The baseball team's roster is filled with stars in the later part of their careers. They are not as fast as the younger players they oppose. But they sure have experience and enough knowledge to know exactly how to exploit the weaknesses of those kids with the big bats and strong arms.
In the world of cloud computing and the enterprise, companies like IBM, SAP and Oracle represent the older, more seasoned players. They have great technology. They innovate to some degree but not at the pace of the younger, agile (no pun intended) pure play providers.
Appirio has written a two-part series that explores the issues customers face when considering a cloud computing service.
Of course, Appirio has its own agenda. The company provides services to implement, build and manage cloud environments for. The platforms they work with include Salesforce.com, Google and Amazon. So, it's no surprise that they critique companies that have a history of providing enterprise software.
In the first part, Appirio makes a distinction between public and private clouds. The second post provides its own view about the more established players.
Appirio makes three observations about the games the entrenched players are now making:
Name Everything the Same
We see that a lot. Appirio points out IBM and SAP. We're told it's about branding but making sense of it all helps muddy the waters.
Baseball Analogy: Established technology companies have any number of pitches in their arsenal. They throw a particularly good knuckle ball.
Our view: It's not as diabolical as it seems. Technology companies need to grow as much as the startups do. They have shareholders who hold them accountable on that score. It is, though, a way for companies to obfuscate what it really is they provide in the cloud.

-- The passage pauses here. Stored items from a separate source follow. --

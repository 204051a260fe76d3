//! Domain model for workflow phase enforcement.
//!
//! Everything in here is pure: the phase rules describe what must hold, and
//! the evidence they need from the outside world is expressed as
//! [`EvidenceQuery`] values that services resolve through ports.

mod error;
mod ids;
mod outputs;
mod phase;
mod rules;
mod state;

pub use error::{ParsePhaseError, PhaseRuleError, WorkflowDomainError};
pub use ids::WorkItemId;
pub use outputs::{PhaseOutputs, SkipJustification};
pub use phase::{Phase, PhaseTransition};
pub use rules::{
    EvidenceKind, EvidenceQuery, OutputShape, PendingEvidence, PhaseStateMachine, Requirement,
    StartPlan, Subject, TransitionPlan,
};
pub use state::{ActivePhase, PhaseRecord, SkippedPhase, WorkflowState};
//! Keyed persistence port for workflow state.

use crate::workflow::domain::{WorkItemId, WorkflowDomainError, WorkflowState};
use async_trait::async_trait;
use std::sync::Arc;
use thiserror::Error;

/// Result type for workflow state store operations.
pub type WorkflowStoreResult<T> = Result<T, WorkflowStoreError>;

/// Durable store of one [`WorkflowState`] per work item.
///
/// Writes are compare-and-swap on [`WorkflowState::version`]: a save only
/// succeeds when the stored version still equals the version the caller
/// loaded, so two writers racing on the same work item cannot both win.
/// Different work items never contend.
#[async_trait]
pub trait WorkflowStateStore: Send + Sync {
    /// Loads the state for a work item.
    ///
    /// Returns `None` when no workflow has been recorded for the item.
    ///
    /// # Errors
    ///
    /// Returns [`WorkflowStoreError::Corrupted`] when the stored record cannot
    /// be decoded or violates the phase invariants.
    async fn load(&self, work_item_id: &WorkItemId) -> WorkflowStoreResult<Option<WorkflowState>>;

    /// Atomically replaces the whole record and returns it with its new
    /// version.
    ///
    /// A state with version `0` is inserted and must not exist yet.
    ///
    /// # Errors
    ///
    /// Returns [`WorkflowStoreError::ConcurrentModification`] when the stored
    /// version differs from `state.version()`.
    async fn save(&self, state: &WorkflowState) -> WorkflowStoreResult<WorkflowState>;

    /// Lists every work item with a stored workflow.
    async fn list(&self) -> WorkflowStoreResult<Vec<WorkItemId>>;
}

/// Errors returned by workflow state store implementations.
#[derive(Debug, Clone, Error)]
pub enum WorkflowStoreError {
    /// Another writer changed the record since it was loaded.
    ///
    /// Transient: reload the state and retry the operation.
    #[error(
        "concurrent modification of work item {work_item_id}: expected version {expected}, found {found}"
    )]
    ConcurrentModification {
        /// Work item whose record changed.
        work_item_id: WorkItemId,
        /// Version the writer loaded.
        expected: u64,
        /// Version currently stored; `0` when absent.
        found: u64,
    },

    /// The stored record is unreadable or inconsistent.
    #[error("corrupted workflow record for {work_item_id}: {reason}")]
    Corrupted {
        /// Work item whose record is corrupted.
        work_item_id: WorkItemId,
        /// Description of the corruption.
        reason: String,
    },

    /// Persistence-layer failure.
    #[error("persistence error: {0}")]
    Persistence(Arc<dyn std::error::Error + Send + Sync>),
}

impl WorkflowStoreError {
    /// Wraps a persistence error.
    pub fn persistence(err: impl std::error::Error + Send + Sync + 'static) -> Self {
        Self::Persistence(Arc::new(err))
    }

    /// Returns whether reloading and retrying may succeed.
    #[must_use]
    pub const fn is_transient(&self) -> bool {
        matches!(self, Self::ConcurrentModification { .. })
    }
}

impl From<WorkflowDomainError> for WorkflowStoreError {
    fn from(err: WorkflowDomainError) -> Self {
        match err {
            WorkflowDomainError::Inconsistent {
                work_item_id,
                reason,
            } => Self::Corrupted {
                work_item_id,
                reason,
            },
            other @ WorkflowDomainError::InvalidWorkItemId(_) => Self::persistence(other),
        }
    }
}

Claim Progress Through Standards
This one is tough to judge. The cloud computing world does need standards to make interoperability a reality. But standards issues can be a bit like a slow moving chess match. Case in point is the Open Cloud Manifesto.
Baseball Analogy: A veteran team knows how to slow the game to a crawl. Lots of pitching changes. Goal is to throw the other team off.

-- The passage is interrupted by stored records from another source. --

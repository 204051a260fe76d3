//! Shared world state for workflow phase BDD scenarios.

use std::sync::Arc;

use mockable::DefaultClock;
use rstest::fixture;
use shipwright::workflow::{
    adapters::memory::{InMemoryWorkflowStateStore, StaticEvidence},
    domain::{Phase, WorkItemId, WorkflowState},
    services::{WorkflowEnforcer, WorkflowEnforcerError},
};

/// Enforcer type used by the BDD world.
pub type TestEnforcer = WorkflowEnforcer<InMemoryWorkflowStateStore, StaticEvidence, DefaultClock>;

/// Scenario world for workflow phase behaviour tests.
pub struct WorkflowWorld {
    pub evidence: Arc<StaticEvidence>,
    pub enforcer: TestEnforcer,
    pub work_item_id: WorkItemId,
    pub last_result: Option<Result<WorkflowState, WorkflowEnforcerError>>,
}

impl WorkflowWorld {
    /// Creates a world with no recorded workflows and no evidence.
    #[must_use]
    pub fn new() -> Self {
        let evidence = Arc::new(StaticEvidence::new());
        let enforcer = WorkflowEnforcer::new(
            Arc::new(InMemoryWorkflowStateStore::new()),
            Arc::clone(&evidence),
            Arc::new(DefaultClock),
        );
        Self {
            evidence,
            enforcer,
            work_item_id: WorkItemId::from(1),
            last_result: None,
        }
    }

    /// Returns the error of the last request.
    ///
    /// # Errors
    ///
    /// Returns an error when no request ran or the last one succeeded.
    pub fn last_error(&self) -> Result<&WorkflowEnforcerError, eyre::Report> {
        match self.last_result.as_ref() {
            Some(Err(err)) => Ok(err),
            Some(Ok(state)) => Err(eyre::eyre!(
                "expected a refusal, request succeeded at {}",
                state.current_phase()
            )),
            None => Err(eyre::eyre!("no request has run")),
        }
    }
}

impl Default for WorkflowWorld {
    fn default() -> Self {
        Self::new()
    }
}

/// Fixture that creates a new scenario world.
#[fixture]
pub fn world() -> WorkflowWorld {
    WorkflowWorld::default()
}

/// Parses a phase name written in a scenario.
///
/// # Errors
///
/// Returns an error for unknown phase names.
pub fn phase(name: &str) -> Result<Phase, eyre::Report> {
    Phase::try_from(name).map_err(|err| eyre::eyre!("invalid phase in scenario: {err}"))
}

/// Runs an async operation within sync step definitions.
pub fn run_async<T>(future: impl std::future::Future<Output = T>) -> T {
    tokio::task::block_in_place(|| tokio::runtime::Handle::current().block_on(future))
}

Our view: Standards can be used by the new players as much as the older established companies. Most all, new and old, are guilty of poor interoperability. Chess is a thinking man's game. Standards are, too.

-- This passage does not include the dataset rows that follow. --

//! Queue-depth monitoring thresholds for the health aggregation worker.

use serde::{Deserialize, Serialize};

#[derive(Debug, Clone, Deserialize, Serialize)]
pub struct MonitoringConfig {
    pub poll_ms: u64,
    pub warn_waiting: i64,
    pub warn_failed: i64,
    pub warn_delayed: i64,
}

impl Default for MonitoringConfig {
    fn default() -> Self {
        Self {
            poll_ms: 30_000,
            warn_waiting: 100,
            warn_failed: 50,
            warn_delayed: 1_000,
        }
    }
}

impl MonitoringConfig {
    pub fn from_env() -> Self {
        let default = Self::default();
        Self {
            poll_ms: std::env::var("MONITORING_POLL_MS")
                .ok()
                .and_then(|v| v.parse().ok())
                .unwrap_or(default.poll_ms),
            warn_waiting: std::env::var("MONITORING_WARN_WAITING")
                .ok()
                .and_then(|v| v.parse().ok())
                .unwrap_or(default.warn_waiting),
            warn_failed: std::env::var("MONITORING_WARN_FAILED")
                .ok()
                .and_then(|v| v.parse().ok())
                .unwrap_or(default.warn_failed),
            warn_delayed: std::env::var("MONITORING_WARN_DELAYED")
                .ok()
                .and_then(|v| v.parse().ok())
                .unwrap_or(default.warn_delayed),
        }
    }
}
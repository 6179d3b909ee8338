//! Domain types shared by every crate that reads or writes commerce state:
//! orders, inventory reservations, payments, and task-queue jobs.
//!
//! These are plain data types. Lifecycle rules (which transitions are legal,
//! which fields get recomputed) live in `order-engine`, `inventory-engine`
//! and `payment-coordinator`; this crate only defines the shapes and the
//! invariants that can be checked without a database round trip.

pub mod inventory;
pub mod job;
pub mod order;
pub mod payment;
pub mod variant;

pub use inventory::{InventoryReservation, ReservationState};
pub use job::{Job, JobState};
pub use order::{Order, OrderItem, OrderStatus};
pub use payment::{Payment, PaymentStatus};
pub use variant::ProductVariant;
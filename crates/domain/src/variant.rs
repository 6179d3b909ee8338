use rust_decimal::Decimal;
use serde::{Deserialize, Serialize};
use uuid::Uuid;

/// A catalog product variant, read-only from this core's perspective — the
/// catalog service owns writes outside of `stock`/`version`, which the
/// inventory engine mutates directly.
#[derive(Debug, Clone, sqlx::FromRow, Serialize, Deserialize)]
pub struct ProductVariant {
    pub id: Uuid,
    pub sku: String,
    pub price: Decimal,
    pub currency: String,
    pub stock: i32,
    pub version: i64,
    pub attributes: serde_json::Value,
}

Develop a Few innovative Solutions
Established technology companies do innovate but will often mix its developments with legacy services, making the on-premise offerings look like it has a cloud connection. We see this all the time.
Baseball Analogy: Don't mess with the starting team but do beef the line up a few promising players from the minors.
Our view: You see this approach with companies that are considered relatively young. Salesfroce.com is criticized for strapping on new features to10 year old technology.
How to Respond
But how to respond when facing the dizzying marketing barrage presented by the veterans of the gamer?
Appirio makes three points worth considering when going to the cloud. It's the last point that we think makes a lot of sense:
Use pure plays to increase knowledge, get real benefit and put pressure on legacy vendors - We have had many prospects and customers begin to explore public cloud apps like Google simply to place pressure on their legacy vendors (Microsoft Exchange or Lotus Notes). In some cases, this resulted in dramatically lower renewal costs of those products; in others it led to a deeper understanding of and eventual selection of Google Apps. Either way, it's a clear benefit to the enterprise. And over time it inevitably increases the rate of adoption of the solutions delivering superior value (i.e. the cloud).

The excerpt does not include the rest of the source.